- [PROVIDED DATA]:
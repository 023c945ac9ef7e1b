// Copyright (c) 2024 Alibaba Cloud
//
// SPDX-License-Identifier: Apache-2.0
//

use async_compression::tokio::bufread::{GzipDecoder, ZstdDecoder};
use tokio::io::{AsyncRead, BufReader};

use crate::error::FetchError;

pub const LAYER_MEDIA_TYPE_TAR: &str = "application/vnd.oci.image.layer.v1.tar";
pub const LAYER_MEDIA_TYPE_TAR_GZIP: &str = "application/vnd.oci.image.layer.v1.tar+gzip";
pub const LAYER_MEDIA_TYPE_TAR_ZSTD: &str = "application/vnd.oci.image.layer.v1.tar+zstd";
pub const DOCKER_LAYER_MEDIA_TYPE_TAR_GZIP: &str =
    "application/vnd.docker.image.rootfs.diff.tar.gzip";
pub const LAYER_MEDIA_TYPE_NONDISTRIBUTABLE_TAR: &str =
    "application/vnd.oci.image.layer.nondistributable.v1.tar";
pub const LAYER_MEDIA_TYPE_NONDISTRIBUTABLE_TAR_GZIP: &str =
    "application/vnd.oci.image.layer.nondistributable.v1.tar+gzip";

/// Compression of a tar layer, derived from its (plaintext) media type.
#[derive(Clone, Copy, Debug, Default, PartialEq, Eq, strum::Display)]
pub enum Compression {
    #[strum(serialize = "uncompressed")]
    Uncompressed,
    #[default]
    #[strum(serialize = "gzip")]
    Gzip,
    #[strum(serialize = "zstd")]
    Zstd,
}

impl Compression {
    /// Wrap `input` into a reader yielding the uncompressed tar stream.
    pub fn async_decompress<'a>(
        &self,
        input: impl AsyncRead + Unpin + Send + 'a,
    ) -> Box<dyn AsyncRead + Unpin + Send + 'a> {
        match self {
            Compression::Uncompressed => Box::new(input),
            Compression::Gzip => Box::new(GzipDecoder::new(BufReader::new(input))),
            Compression::Zstd => Box::new(ZstdDecoder::new(BufReader::new(input))),
        }
    }
}

impl TryFrom<&str> for Compression {
    type Error = FetchError;

    fn try_from(media_type: &str) -> Result<Self, Self::Error> {
        match media_type {
            LAYER_MEDIA_TYPE_TAR | LAYER_MEDIA_TYPE_NONDISTRIBUTABLE_TAR => {
                Ok(Compression::Uncompressed)
            }
            LAYER_MEDIA_TYPE_TAR_GZIP
            | DOCKER_LAYER_MEDIA_TYPE_TAR_GZIP
            | LAYER_MEDIA_TYPE_NONDISTRIBUTABLE_TAR_GZIP => Ok(Compression::Gzip),
            LAYER_MEDIA_TYPE_TAR_ZSTD => Ok(Compression::Zstd),
            other => Err(FetchError::UnsupportedMediaType(other.to_string())),
        }
    }
}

- [HOW TO COMPLETE THIS TASK]: An exact copy of the listing above is all the answer should hold.

- [WRITTEN SOLUTION]:
repository 023c945ac9ef7e1b
// Copyright (c) 2024 Alibaba Cloud
//
// SPDX-License-Identifier: Apache-2.0
//

use async_compression::tokio::bufread::{GzipDecoder, ZstdDecoder};
use tokio::io::{AsyncRead, BufReader};

use crate::error::FetchError;

pub const LAYER_MEDIA_TYPE_TAR: &str = "application/vnd.oci.image.layer.v1.tar";
pub const LAYER_MEDIA_TYPE_TAR_GZIP: &str = "application/vnd.oci.image.layer.v1.tar+gzip";
pub const LAYER_MEDIA_TYPE_TAR_ZSTD: &str = "application/vnd.oci.image.layer.v1.tar+zstd";
pub const DOCKER_LAYER_MEDIA_TYPE_TAR_GZIP: &str =
    "application/vnd.docker.image.rootfs.diff.tar.gzip";
pub const LAYER_MEDIA_TYPE_NONDISTRIBUTABLE_TAR: &str =
    "application/vnd.oci.image.layer.nondistributable.v1.tar";
pub const LAYER_MEDIA_TYPE_NONDISTRIBUTABLE_TAR_GZIP: &str =
    "application/vnd.oci.image.layer.nondistributable.v1.tar+gzip";

/// Compression of a tar layer, derived from its (plaintext) media type.
#[derive(Clone, Copy, Debug, Default, PartialEq, Eq, strum::Display)]
pub enum Compression {
    #[strum(serialize = "uncompressed")]
    Uncompressed,
    #[default]
    #[strum(serialize = "gzip")]
    Gzip,
    #[strum(serialize = "zstd")]
    Zstd,
}

impl Compression {
    /// Wrap `input` into a reader yielding the uncompressed tar stream.
    pub fn async_decompress<'a>(
        &self,
        input: impl AsyncRead + Unpin + Send + 'a,
    ) -> Box<dyn AsyncRead + Unpin + Send + 'a> {
        match self {
            Compression::Uncompressed => Box::new(input),
            Compression::Gzip => Box::new(GzipDecoder::new(BufReader::new(input))),
            Compression::Zstd => Box::new(ZstdDecoder::new(BufReader::new(input))),
        }
    }
}

impl TryFrom<&str> for Compression {
    type Error = FetchError;

    fn try_from(media_type: &str) -> Result<Self, Self::Error> {
        match media_type {
            LAYER_MEDIA_TYPE_TAR | LAYER_MEDIA_TYPE_NONDISTRIBUTABLE_TAR => {
                Ok(Compression::Uncompressed)
            }
            LAYER_MEDIA_TYPE_TAR_GZIP
            | DOCKER_LAYER_MEDIA_TYPE_TAR_GZIP
            | LAYER_MEDIA_TYPE_NONDISTRIBUTABLE_TAR_GZIP => Ok(Compression::Gzip),
            LAYER_MEDIA_TYPE_TAR_ZSTD => Ok(Compression::Zstd),
            other => Err(FetchError::UnsupportedMediaType(other.to_string())),
        }
    }
}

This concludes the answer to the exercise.